# [Exercise description]
Show each line of the data below that has the string "InfluencerProfileForm" in it.

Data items
——

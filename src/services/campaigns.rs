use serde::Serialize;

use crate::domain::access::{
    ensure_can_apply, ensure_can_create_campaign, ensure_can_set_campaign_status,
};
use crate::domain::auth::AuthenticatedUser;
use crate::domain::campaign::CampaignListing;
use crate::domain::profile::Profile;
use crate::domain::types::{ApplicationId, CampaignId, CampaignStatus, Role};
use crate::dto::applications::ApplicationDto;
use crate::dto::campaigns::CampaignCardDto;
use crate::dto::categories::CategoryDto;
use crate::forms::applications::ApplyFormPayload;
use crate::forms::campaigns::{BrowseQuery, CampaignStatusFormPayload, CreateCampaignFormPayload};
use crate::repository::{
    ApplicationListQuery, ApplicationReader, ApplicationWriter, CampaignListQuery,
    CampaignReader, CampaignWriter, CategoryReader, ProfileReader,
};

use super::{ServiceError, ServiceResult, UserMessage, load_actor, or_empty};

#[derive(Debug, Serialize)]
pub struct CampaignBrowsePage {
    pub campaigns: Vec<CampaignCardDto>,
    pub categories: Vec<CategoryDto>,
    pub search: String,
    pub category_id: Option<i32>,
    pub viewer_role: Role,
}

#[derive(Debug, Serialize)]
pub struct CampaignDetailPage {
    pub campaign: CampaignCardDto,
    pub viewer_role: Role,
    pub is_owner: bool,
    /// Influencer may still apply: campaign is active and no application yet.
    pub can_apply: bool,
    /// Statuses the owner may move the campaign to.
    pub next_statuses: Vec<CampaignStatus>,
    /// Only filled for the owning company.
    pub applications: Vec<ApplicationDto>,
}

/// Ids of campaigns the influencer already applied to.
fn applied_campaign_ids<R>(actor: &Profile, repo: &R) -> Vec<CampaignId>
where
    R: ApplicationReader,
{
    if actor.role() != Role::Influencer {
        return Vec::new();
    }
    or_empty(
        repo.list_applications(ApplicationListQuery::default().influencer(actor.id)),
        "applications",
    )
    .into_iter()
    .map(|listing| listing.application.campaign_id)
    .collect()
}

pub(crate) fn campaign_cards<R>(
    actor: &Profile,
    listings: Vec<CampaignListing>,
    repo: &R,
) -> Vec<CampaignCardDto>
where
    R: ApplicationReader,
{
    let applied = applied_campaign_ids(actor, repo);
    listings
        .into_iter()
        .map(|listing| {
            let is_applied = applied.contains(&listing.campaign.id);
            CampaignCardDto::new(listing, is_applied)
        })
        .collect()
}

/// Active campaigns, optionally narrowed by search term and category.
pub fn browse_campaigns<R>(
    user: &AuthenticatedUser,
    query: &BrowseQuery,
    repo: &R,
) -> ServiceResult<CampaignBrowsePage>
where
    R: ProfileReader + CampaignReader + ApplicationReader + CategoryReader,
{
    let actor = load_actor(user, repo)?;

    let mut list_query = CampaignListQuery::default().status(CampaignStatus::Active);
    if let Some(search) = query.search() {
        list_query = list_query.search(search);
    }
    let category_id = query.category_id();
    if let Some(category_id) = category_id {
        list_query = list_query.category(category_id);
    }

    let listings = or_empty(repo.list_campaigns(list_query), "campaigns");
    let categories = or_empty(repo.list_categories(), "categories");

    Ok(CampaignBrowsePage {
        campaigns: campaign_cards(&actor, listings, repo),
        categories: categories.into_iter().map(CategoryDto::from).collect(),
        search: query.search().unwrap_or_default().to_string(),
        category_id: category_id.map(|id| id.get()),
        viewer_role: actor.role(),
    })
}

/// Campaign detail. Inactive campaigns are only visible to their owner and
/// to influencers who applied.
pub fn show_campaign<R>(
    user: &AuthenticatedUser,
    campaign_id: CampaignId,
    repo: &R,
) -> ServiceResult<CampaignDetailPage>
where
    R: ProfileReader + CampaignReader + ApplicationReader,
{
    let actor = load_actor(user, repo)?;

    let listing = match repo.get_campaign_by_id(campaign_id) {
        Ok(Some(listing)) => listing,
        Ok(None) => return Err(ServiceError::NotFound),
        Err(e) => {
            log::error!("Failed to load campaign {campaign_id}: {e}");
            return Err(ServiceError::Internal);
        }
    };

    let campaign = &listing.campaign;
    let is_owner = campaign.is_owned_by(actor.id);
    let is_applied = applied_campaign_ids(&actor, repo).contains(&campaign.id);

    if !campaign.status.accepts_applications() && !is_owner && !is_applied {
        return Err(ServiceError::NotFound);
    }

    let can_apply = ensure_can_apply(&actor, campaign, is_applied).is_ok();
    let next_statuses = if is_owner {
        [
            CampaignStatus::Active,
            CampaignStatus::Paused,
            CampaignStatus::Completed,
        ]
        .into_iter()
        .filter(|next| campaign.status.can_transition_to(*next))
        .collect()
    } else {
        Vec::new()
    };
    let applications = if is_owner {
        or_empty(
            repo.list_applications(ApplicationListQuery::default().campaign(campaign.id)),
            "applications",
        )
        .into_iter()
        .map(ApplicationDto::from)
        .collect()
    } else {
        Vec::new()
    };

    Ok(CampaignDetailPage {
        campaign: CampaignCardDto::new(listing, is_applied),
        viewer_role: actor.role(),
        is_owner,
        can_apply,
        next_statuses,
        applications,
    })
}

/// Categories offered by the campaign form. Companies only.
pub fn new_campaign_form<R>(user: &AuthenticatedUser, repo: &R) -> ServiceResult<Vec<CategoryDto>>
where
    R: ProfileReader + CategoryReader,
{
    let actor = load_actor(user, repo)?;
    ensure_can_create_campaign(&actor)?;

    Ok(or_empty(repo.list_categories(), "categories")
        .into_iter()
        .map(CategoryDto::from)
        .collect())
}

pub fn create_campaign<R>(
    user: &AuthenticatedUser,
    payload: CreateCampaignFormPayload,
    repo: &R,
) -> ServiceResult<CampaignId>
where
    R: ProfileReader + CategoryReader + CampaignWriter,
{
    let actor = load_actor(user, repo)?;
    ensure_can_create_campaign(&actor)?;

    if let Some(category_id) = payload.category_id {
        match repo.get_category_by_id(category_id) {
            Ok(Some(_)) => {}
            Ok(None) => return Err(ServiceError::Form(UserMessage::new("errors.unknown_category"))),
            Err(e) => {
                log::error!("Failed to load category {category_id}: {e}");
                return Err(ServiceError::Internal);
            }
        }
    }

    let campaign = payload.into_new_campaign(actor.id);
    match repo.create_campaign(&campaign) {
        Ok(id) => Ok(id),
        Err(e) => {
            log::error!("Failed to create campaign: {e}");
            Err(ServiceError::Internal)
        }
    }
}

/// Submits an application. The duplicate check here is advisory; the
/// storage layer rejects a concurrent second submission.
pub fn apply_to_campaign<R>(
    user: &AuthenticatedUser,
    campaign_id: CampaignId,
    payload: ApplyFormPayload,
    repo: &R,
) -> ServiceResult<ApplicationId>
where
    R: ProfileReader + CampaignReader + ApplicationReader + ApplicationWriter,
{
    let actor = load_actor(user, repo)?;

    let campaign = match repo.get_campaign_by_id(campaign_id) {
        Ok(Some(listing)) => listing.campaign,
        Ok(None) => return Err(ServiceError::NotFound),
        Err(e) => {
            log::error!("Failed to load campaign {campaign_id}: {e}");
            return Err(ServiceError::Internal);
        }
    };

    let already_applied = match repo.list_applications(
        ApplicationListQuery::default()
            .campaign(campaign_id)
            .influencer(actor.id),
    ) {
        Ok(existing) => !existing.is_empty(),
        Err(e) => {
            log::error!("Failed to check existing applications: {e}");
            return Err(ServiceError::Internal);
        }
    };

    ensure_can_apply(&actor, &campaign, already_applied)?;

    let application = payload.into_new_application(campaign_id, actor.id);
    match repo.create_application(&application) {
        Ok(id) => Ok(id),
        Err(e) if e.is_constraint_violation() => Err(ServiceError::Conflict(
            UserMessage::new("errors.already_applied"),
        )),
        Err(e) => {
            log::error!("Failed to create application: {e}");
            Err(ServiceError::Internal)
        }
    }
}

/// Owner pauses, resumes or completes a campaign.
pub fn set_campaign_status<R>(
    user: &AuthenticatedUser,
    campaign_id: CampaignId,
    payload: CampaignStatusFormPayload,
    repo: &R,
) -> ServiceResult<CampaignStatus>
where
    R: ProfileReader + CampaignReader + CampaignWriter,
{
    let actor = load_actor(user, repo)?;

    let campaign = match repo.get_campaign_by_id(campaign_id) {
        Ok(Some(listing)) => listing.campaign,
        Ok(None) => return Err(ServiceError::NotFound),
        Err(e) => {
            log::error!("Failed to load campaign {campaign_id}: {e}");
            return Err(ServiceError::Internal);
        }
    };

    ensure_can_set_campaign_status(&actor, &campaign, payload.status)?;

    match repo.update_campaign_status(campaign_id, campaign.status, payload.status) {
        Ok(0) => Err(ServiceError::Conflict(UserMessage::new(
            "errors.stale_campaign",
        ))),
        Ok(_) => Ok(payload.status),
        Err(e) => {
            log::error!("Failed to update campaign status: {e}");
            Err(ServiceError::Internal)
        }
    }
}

——

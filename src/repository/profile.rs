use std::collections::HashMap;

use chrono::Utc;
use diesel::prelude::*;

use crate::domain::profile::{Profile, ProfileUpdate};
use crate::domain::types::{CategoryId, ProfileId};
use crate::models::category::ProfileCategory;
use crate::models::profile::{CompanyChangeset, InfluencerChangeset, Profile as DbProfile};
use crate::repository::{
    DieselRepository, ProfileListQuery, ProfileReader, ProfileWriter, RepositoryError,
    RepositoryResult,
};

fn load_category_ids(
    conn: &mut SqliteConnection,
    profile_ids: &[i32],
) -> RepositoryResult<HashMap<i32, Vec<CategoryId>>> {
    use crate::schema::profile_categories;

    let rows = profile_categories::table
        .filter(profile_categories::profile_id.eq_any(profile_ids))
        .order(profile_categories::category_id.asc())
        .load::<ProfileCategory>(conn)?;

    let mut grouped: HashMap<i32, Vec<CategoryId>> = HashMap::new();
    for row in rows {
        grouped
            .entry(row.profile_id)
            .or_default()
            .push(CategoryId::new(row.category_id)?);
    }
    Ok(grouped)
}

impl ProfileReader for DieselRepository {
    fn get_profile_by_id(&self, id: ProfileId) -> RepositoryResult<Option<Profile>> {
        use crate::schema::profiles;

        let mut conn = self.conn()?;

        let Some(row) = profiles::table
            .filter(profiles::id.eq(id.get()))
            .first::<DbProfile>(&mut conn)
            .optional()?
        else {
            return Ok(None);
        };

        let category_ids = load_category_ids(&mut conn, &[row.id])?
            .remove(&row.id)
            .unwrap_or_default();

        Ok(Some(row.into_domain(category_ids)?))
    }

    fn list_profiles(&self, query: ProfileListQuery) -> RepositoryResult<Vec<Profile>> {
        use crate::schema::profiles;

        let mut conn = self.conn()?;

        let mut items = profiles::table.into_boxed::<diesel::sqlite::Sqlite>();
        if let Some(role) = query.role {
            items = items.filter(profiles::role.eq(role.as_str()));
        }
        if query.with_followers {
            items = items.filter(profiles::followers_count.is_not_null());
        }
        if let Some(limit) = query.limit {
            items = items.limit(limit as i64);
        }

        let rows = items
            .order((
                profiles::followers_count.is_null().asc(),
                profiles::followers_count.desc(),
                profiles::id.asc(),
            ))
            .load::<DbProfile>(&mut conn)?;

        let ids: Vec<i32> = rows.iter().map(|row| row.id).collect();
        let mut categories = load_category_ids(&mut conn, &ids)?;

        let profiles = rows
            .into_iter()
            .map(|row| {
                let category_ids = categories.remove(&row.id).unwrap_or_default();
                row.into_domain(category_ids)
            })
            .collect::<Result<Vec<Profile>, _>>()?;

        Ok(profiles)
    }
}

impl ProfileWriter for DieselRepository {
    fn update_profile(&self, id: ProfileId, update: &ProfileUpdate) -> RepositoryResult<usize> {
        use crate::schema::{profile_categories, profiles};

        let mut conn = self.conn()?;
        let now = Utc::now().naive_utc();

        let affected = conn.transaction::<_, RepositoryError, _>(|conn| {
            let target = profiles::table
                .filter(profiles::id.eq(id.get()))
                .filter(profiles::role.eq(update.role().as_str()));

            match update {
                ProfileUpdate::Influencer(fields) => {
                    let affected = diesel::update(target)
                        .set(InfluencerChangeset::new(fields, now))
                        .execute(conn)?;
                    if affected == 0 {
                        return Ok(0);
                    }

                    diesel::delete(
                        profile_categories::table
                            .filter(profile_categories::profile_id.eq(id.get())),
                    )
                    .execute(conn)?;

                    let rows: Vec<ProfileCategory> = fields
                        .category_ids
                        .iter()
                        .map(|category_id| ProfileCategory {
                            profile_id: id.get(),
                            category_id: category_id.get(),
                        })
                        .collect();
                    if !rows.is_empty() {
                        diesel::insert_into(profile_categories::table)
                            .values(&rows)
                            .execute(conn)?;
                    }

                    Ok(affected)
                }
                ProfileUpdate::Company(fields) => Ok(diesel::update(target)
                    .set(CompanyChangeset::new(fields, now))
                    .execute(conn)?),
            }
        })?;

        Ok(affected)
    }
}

——

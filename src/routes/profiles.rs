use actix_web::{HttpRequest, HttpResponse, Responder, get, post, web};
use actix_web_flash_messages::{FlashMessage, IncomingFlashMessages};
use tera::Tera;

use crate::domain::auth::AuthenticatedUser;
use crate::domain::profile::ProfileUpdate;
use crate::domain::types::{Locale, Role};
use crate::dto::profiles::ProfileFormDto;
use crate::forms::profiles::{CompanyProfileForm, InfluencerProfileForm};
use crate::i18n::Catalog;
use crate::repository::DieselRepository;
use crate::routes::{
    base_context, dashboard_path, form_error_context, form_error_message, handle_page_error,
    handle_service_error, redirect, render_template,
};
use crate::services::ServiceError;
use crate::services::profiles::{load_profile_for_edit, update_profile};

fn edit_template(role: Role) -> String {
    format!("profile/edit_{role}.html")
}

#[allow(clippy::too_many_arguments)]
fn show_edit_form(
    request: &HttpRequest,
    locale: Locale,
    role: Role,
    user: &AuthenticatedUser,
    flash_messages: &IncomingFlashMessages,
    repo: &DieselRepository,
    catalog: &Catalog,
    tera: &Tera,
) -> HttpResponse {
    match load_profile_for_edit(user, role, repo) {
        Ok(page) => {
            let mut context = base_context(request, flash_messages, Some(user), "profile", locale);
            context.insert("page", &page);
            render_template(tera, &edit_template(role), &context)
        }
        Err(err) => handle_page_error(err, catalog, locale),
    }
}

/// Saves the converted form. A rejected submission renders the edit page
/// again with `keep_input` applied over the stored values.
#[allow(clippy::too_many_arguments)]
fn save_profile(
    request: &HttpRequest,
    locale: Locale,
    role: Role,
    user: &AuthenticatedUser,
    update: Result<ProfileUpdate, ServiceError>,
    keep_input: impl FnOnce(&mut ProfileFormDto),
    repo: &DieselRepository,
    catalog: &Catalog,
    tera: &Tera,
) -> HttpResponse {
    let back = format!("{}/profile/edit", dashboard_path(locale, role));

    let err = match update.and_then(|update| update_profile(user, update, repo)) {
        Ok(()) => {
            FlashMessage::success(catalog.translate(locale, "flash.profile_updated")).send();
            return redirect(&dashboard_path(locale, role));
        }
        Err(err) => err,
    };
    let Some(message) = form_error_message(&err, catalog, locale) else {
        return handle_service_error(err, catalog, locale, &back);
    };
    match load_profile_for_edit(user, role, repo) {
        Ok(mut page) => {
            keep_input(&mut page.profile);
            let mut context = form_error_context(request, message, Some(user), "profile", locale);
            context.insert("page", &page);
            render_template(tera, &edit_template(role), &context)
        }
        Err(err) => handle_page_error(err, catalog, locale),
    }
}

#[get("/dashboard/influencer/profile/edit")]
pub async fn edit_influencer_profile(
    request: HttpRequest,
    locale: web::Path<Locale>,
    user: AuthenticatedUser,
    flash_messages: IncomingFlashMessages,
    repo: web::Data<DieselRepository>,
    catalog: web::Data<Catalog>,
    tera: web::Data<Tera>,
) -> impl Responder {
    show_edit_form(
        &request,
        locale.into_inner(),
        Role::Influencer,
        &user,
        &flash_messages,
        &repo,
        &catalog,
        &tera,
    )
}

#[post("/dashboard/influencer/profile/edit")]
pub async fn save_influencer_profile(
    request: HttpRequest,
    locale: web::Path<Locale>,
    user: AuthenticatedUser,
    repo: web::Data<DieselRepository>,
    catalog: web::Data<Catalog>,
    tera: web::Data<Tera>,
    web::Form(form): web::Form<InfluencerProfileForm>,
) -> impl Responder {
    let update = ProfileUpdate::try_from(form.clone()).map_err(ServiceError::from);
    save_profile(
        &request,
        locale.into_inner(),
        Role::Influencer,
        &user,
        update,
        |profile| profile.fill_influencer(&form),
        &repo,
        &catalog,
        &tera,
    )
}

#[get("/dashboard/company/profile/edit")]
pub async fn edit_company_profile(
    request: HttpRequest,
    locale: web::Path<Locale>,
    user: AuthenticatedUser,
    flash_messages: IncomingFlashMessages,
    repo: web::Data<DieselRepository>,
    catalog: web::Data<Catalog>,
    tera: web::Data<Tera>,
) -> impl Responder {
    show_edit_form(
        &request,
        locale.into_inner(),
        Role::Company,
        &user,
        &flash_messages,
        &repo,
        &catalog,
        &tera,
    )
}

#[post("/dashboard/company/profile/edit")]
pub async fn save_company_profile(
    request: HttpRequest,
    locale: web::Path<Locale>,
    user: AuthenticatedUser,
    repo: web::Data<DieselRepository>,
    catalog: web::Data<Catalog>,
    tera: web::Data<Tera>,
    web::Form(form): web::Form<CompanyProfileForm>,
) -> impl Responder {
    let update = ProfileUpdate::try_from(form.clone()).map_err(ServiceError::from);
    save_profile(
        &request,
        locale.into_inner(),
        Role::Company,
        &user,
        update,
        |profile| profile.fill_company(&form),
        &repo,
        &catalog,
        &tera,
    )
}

——

# [Completed task]
use crate::forms::profiles::{CompanyProfileForm, InfluencerProfileForm};
    web::Form(form): web::Form<InfluencerProfileForm>,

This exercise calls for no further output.